- What the task asks -
What is needed here is an exact copy of all the data.

- Exercise input -
------------------------------------------------------------
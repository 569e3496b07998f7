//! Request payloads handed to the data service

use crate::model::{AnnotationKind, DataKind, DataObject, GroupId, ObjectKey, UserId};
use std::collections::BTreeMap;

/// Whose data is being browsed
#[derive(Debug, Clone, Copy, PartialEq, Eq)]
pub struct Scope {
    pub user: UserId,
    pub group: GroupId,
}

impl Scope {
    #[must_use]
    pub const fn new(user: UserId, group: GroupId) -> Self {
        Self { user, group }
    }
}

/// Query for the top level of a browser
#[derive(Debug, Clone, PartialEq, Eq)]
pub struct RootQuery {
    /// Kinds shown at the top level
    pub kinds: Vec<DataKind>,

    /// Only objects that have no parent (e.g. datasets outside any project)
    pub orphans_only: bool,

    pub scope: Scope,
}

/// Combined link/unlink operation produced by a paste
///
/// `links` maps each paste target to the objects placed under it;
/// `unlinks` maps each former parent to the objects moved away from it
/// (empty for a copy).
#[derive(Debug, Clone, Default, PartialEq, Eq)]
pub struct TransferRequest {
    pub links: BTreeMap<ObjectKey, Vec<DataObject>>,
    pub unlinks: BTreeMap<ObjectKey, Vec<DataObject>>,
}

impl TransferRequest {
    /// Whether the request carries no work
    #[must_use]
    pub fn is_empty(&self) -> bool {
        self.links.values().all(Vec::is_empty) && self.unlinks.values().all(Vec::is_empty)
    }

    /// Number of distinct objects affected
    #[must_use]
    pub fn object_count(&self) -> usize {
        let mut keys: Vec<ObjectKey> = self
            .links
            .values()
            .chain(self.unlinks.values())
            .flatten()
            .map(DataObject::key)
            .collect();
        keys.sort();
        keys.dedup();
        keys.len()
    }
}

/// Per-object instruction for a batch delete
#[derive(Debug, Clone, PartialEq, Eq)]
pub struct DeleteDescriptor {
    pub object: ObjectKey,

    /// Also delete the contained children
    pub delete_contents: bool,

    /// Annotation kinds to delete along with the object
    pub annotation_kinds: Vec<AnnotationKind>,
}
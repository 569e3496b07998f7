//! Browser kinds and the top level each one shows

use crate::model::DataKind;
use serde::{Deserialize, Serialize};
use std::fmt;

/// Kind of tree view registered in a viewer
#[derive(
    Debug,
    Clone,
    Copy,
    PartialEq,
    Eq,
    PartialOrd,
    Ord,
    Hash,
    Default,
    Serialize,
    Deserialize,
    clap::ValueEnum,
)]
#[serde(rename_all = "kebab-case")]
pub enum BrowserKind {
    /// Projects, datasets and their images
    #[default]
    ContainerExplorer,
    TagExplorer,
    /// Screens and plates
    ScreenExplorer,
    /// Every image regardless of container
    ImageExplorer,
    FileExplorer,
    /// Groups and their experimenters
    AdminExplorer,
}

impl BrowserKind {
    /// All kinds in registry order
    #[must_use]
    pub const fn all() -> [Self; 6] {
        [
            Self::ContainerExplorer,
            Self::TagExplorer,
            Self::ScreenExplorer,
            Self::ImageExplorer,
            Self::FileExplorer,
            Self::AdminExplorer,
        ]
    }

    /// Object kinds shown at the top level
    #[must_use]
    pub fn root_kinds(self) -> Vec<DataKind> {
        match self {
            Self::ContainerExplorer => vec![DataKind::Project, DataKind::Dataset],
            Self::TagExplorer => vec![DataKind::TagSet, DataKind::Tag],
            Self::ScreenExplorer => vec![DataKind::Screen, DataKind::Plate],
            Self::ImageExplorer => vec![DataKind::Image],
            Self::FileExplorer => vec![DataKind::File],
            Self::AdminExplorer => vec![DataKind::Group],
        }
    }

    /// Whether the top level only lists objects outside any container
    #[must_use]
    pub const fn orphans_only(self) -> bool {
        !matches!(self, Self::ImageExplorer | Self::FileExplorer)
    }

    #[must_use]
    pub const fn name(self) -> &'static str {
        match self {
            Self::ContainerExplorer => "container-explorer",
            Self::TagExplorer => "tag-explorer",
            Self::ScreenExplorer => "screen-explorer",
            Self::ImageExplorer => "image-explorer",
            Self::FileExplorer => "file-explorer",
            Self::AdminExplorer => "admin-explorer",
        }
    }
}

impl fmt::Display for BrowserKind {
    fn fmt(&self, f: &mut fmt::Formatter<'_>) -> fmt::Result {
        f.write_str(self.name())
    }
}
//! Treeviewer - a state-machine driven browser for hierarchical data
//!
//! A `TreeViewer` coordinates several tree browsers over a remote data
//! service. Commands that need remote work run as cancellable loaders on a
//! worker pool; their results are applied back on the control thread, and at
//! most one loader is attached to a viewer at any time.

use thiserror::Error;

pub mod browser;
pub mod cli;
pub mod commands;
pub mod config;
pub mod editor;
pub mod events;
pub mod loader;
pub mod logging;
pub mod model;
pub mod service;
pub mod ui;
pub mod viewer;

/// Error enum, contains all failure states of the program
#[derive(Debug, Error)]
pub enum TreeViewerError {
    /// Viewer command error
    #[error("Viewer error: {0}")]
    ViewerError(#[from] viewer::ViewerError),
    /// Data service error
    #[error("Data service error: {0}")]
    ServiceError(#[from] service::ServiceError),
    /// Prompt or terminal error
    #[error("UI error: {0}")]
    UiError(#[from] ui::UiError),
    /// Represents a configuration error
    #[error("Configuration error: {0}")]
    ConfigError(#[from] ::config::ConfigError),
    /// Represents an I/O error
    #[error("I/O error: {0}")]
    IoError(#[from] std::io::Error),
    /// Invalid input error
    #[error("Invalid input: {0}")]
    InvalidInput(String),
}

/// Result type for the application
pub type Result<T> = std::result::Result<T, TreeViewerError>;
------------------------------------------------------------
- Output below -
repository 569e3496b07998f7
//! Request payloads handed to the data service

use crate::model::{AnnotationKind, DataKind, DataObject, GroupId, ObjectKey, UserId};
use std::collections::BTreeMap;

/// Whose data is being browsed
#[derive(Debug, Clone, Copy, PartialEq, Eq)]
pub struct Scope {
    pub user: UserId,
    pub group: GroupId,
}

impl Scope {
    #[must_use]
    pub const fn new(user: UserId, group: GroupId) -> Self {
        Self { user, group }
    }
}

/// Query for the top level of a browser
#[derive(Debug, Clone, PartialEq, Eq)]
pub struct RootQuery {
    /// Kinds shown at the top level
    pub kinds: Vec<DataKind>,

    /// Only objects that have no parent (e.g. datasets outside any project)
    pub orphans_only: bool,

    pub scope: Scope,
}

/// Combined link/unlink operation produced by a paste
///
/// `links` maps each paste target to the objects placed under it;
/// `unlinks` maps each former parent to the objects moved away from it
/// (empty for a copy).
#[derive(Debug, Clone, Default, PartialEq, Eq)]
pub struct TransferRequest {
    pub links: BTreeMap<ObjectKey, Vec<DataObject>>,
    pub unlinks: BTreeMap<ObjectKey, Vec<DataObject>>,
}

impl TransferRequest {
    /// Whether the request carries no work
    #[must_use]
    pub fn is_empty(&self) -> bool {
        self.links.values().all(Vec::is_empty) && self.unlinks.values().all(Vec::is_empty)
    }

    /// Number of distinct objects affected
    #[must_use]
    pub fn object_count(&self) -> usize {
        let mut keys: Vec<ObjectKey> = self
            .links
            .values()
            .chain(self.unlinks.values())
            .flatten()
            .map(DataObject::key)
            .collect();
        keys.sort();
        keys.dedup();
        keys.len()
    }
}

/// Per-object instruction for a batch delete
#[derive(Debug, Clone, PartialEq, Eq)]
pub struct DeleteDescriptor {
    pub object: ObjectKey,

    /// Also delete the contained children
    pub delete_contents: bool,

    /// Annotation kinds to delete along with the object
    pub annotation_kinds: Vec<AnnotationKind>,
}
repository 569e3496b07998f7
//! Browser kinds and the top level each one shows

use crate::model::DataKind;
use serde::{Deserialize, Serialize};
use std::fmt;

/// Kind of tree view registered in a viewer
#[derive(
    Debug,
    Clone,
    Copy,
    PartialEq,
    Eq,
    PartialOrd,
    Ord,
    Hash,
    Default,
    Serialize,
    Deserialize,
    clap::ValueEnum,
)]
#[serde(rename_all = "kebab-case")]
pub enum BrowserKind {
    /// Projects, datasets and their images
    #[default]
    ContainerExplorer,
    TagExplorer,
    /// Screens and plates
    ScreenExplorer,
    /// Every image regardless of container
    ImageExplorer,
    FileExplorer,
    /// Groups and their experimenters
    AdminExplorer,
}

impl BrowserKind {
    /// All kinds in registry order
    #[must_use]
    pub const fn all() -> [Self; 6] {
        [
            Self::ContainerExplorer,
            Self::TagExplorer,
            Self::ScreenExplorer,
            Self::ImageExplorer,
            Self::FileExplorer,
            Self::AdminExplorer,
        ]
    }

    /// Object kinds shown at the top level
    #[must_use]
    pub fn root_kinds(self) -> Vec<DataKind> {
        match self {
            Self::ContainerExplorer => vec![DataKind::Project, DataKind::Dataset],
            Self::TagExplorer => vec![DataKind::TagSet, DataKind::Tag],
            Self::ScreenExplorer => vec![DataKind::Screen, DataKind::Plate],
            Self::ImageExplorer => vec![DataKind::Image],
            Self::FileExplorer => vec![DataKind::File],
            Self::AdminExplorer => vec![DataKind::Group],
        }
    }

    /// Whether the top level only lists objects outside any container
    #[must_use]
    pub const fn orphans_only(self) -> bool {
        !matches!(self, Self::ImageExplorer | Self::FileExplorer)
    }

    #[must_use]
    pub const fn name(self) -> &'static str {
        match self {
            Self::ContainerExplorer => "container-explorer",
            Self::TagExplorer => "tag-explorer",
            Self::ScreenExplorer => "screen-explorer",
            Self::ImageExplorer => "image-explorer",
            Self::FileExplorer => "file-explorer",
            Self::AdminExplorer => "admin-explorer",
        }
    }
}

impl fmt::Display for BrowserKind {
    fn fmt(&self, f: &mut fmt::Formatter<'_>) -> fmt::Result {
        f.write_str(self.name())
    }
}
//! Treeviewer - a state-machine driven browser for hierarchical data
//!
//! A `TreeViewer` coordinates several tree browsers over a remote data
//! service. Commands that need remote work run as cancellable loaders on a
//! worker pool; their results are applied back on the control thread, and at
//! most one loader is attached to a viewer at any time.

use thiserror::Error;

pub mod browser;
pub mod cli;
pub mod commands;
pub mod config;
pub mod editor;
pub mod events;
pub mod loader;
pub mod logging;
pub mod model;
pub mod service;
pub mod ui;
pub mod viewer;

/// Error enum, contains all failure states of the program
#[derive(Debug, Error)]
pub enum TreeViewerError {
    /// Viewer command error
    #[error("Viewer error: {0}")]
    ViewerError(#[from] viewer::ViewerError),
    /// Data service error
    #[error("Data service error: {0}")]
    ServiceError(#[from] service::ServiceError),
    /// Prompt or terminal error
    #[error("UI error: {0}")]
    UiError(#[from] ui::UiError),
    /// Represents a configuration error
    #[error("Configuration error: {0}")]
    ConfigError(#[from] ::config::ConfigError),
    /// Represents an I/O error
    #[error("I/O error: {0}")]
    IoError(#[from] std::io::Error),
    /// Invalid input error
    #[error("Invalid input: {0}")]
    InvalidInput(String),
}

/// Result type for the application
pub type Result<T> = std::result::Result<T, TreeViewerError>;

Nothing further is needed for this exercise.